## EXERCISE MATERIALS
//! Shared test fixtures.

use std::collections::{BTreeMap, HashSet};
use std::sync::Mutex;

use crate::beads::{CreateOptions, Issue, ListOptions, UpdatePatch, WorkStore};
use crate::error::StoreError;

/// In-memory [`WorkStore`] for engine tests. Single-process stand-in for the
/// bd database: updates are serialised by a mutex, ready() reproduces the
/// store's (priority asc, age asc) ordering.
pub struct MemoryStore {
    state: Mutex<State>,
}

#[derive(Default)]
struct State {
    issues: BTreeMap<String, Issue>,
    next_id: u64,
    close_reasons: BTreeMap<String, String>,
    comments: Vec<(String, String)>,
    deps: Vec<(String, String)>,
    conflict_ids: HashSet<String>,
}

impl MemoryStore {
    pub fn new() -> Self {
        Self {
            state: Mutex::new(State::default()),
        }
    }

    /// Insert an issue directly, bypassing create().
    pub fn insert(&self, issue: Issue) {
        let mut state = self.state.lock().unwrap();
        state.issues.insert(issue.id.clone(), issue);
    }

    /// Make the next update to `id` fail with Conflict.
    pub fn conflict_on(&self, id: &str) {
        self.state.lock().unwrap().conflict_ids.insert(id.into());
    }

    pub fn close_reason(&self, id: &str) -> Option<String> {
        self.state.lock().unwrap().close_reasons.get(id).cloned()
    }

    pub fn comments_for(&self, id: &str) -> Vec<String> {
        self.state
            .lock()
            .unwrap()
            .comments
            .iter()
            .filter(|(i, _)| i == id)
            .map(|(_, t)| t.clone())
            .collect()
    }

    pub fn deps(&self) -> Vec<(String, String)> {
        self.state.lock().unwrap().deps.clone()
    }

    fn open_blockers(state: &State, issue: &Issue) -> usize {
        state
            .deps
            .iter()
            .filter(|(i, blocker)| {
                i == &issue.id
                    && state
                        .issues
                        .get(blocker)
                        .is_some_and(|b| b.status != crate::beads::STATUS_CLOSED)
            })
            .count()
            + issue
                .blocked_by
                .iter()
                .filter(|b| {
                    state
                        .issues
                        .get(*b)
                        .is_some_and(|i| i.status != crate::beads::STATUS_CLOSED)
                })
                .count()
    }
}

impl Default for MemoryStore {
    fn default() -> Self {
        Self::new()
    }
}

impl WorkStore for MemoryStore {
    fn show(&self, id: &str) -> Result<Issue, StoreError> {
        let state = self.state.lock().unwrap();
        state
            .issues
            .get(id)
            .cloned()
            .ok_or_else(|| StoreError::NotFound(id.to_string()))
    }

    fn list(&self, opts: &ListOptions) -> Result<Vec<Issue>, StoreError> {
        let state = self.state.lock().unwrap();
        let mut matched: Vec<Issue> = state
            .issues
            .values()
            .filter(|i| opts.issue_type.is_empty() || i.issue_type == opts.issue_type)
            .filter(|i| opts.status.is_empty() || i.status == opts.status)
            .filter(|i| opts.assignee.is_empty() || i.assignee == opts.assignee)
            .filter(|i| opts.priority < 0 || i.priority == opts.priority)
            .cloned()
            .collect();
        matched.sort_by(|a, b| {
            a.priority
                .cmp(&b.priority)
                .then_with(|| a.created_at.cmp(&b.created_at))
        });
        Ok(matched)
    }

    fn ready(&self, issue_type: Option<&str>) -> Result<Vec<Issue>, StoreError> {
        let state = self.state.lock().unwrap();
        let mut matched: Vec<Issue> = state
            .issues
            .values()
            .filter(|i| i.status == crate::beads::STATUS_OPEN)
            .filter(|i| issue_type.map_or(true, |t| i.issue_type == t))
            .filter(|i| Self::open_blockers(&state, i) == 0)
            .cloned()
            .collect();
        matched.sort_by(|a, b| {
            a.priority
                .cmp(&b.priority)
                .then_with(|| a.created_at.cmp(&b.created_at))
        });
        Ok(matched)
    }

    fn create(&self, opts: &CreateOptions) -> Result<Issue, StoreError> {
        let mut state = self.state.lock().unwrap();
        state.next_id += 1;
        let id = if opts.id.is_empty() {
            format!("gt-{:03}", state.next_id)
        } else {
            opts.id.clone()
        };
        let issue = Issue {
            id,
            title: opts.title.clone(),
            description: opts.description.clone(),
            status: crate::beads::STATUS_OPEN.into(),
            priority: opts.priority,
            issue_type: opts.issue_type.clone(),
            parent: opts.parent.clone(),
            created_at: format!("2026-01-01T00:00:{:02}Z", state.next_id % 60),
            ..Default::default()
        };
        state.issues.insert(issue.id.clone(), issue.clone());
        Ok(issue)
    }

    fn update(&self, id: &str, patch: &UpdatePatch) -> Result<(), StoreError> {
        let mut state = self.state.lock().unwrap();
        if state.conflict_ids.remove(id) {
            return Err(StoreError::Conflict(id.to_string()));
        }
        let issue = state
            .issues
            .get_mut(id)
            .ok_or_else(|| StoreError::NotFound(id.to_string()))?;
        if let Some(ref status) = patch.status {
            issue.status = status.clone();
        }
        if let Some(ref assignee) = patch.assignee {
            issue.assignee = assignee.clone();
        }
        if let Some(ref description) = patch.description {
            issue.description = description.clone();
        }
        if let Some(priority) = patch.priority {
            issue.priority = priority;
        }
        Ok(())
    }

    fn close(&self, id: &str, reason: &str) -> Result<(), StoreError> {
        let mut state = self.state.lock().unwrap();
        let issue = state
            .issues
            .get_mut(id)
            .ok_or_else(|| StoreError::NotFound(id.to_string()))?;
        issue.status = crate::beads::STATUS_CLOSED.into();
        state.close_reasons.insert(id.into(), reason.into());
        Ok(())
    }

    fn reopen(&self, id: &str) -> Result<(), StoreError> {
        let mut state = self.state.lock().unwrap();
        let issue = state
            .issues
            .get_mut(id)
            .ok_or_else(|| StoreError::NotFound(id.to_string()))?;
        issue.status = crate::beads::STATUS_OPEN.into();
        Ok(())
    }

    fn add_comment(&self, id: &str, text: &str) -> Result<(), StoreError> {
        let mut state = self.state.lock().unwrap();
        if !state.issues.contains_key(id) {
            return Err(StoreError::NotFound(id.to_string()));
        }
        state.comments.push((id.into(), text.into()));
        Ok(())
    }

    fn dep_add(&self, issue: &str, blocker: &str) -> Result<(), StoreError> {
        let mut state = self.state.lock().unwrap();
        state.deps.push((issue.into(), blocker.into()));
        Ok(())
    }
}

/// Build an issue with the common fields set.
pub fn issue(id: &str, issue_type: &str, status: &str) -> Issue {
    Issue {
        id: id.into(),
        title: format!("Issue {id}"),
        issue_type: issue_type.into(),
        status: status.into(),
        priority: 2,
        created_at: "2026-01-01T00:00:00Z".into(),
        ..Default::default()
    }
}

## WORK TO BE COMPLETED
From the opening line of the data above, please print each line as written up to and including the line that contains "pub fn insert(&self, issue: Issue)", and nothing more.

## ANSWER FOR THE TASK
//! Shared test fixtures.

use std::collections::{BTreeMap, HashSet};
use std::sync::Mutex;

use crate::beads::{CreateOptions, Issue, ListOptions, UpdatePatch, WorkStore};
use crate::error::StoreError;

/// In-memory [`WorkStore`] for engine tests. Single-process stand-in for the
/// bd database: updates are serialised by a mutex, ready() reproduces the
/// store's (priority asc, age asc) ordering.
pub struct MemoryStore {
    state: Mutex<State>,
}

#[derive(Default)]
struct State {
    issues: BTreeMap<String, Issue>,
    next_id: u64,
    close_reasons: BTreeMap<String, String>,
    comments: Vec<(String, String)>,
    deps: Vec<(String, String)>,
    conflict_ids: HashSet<String>,
}

impl MemoryStore {
    pub fn new() -> Self {
        Self {
            state: Mutex::new(State::default()),
        }
    }

    /// Insert an issue directly, bypassing create().
    pub fn insert(&self, issue: Issue) {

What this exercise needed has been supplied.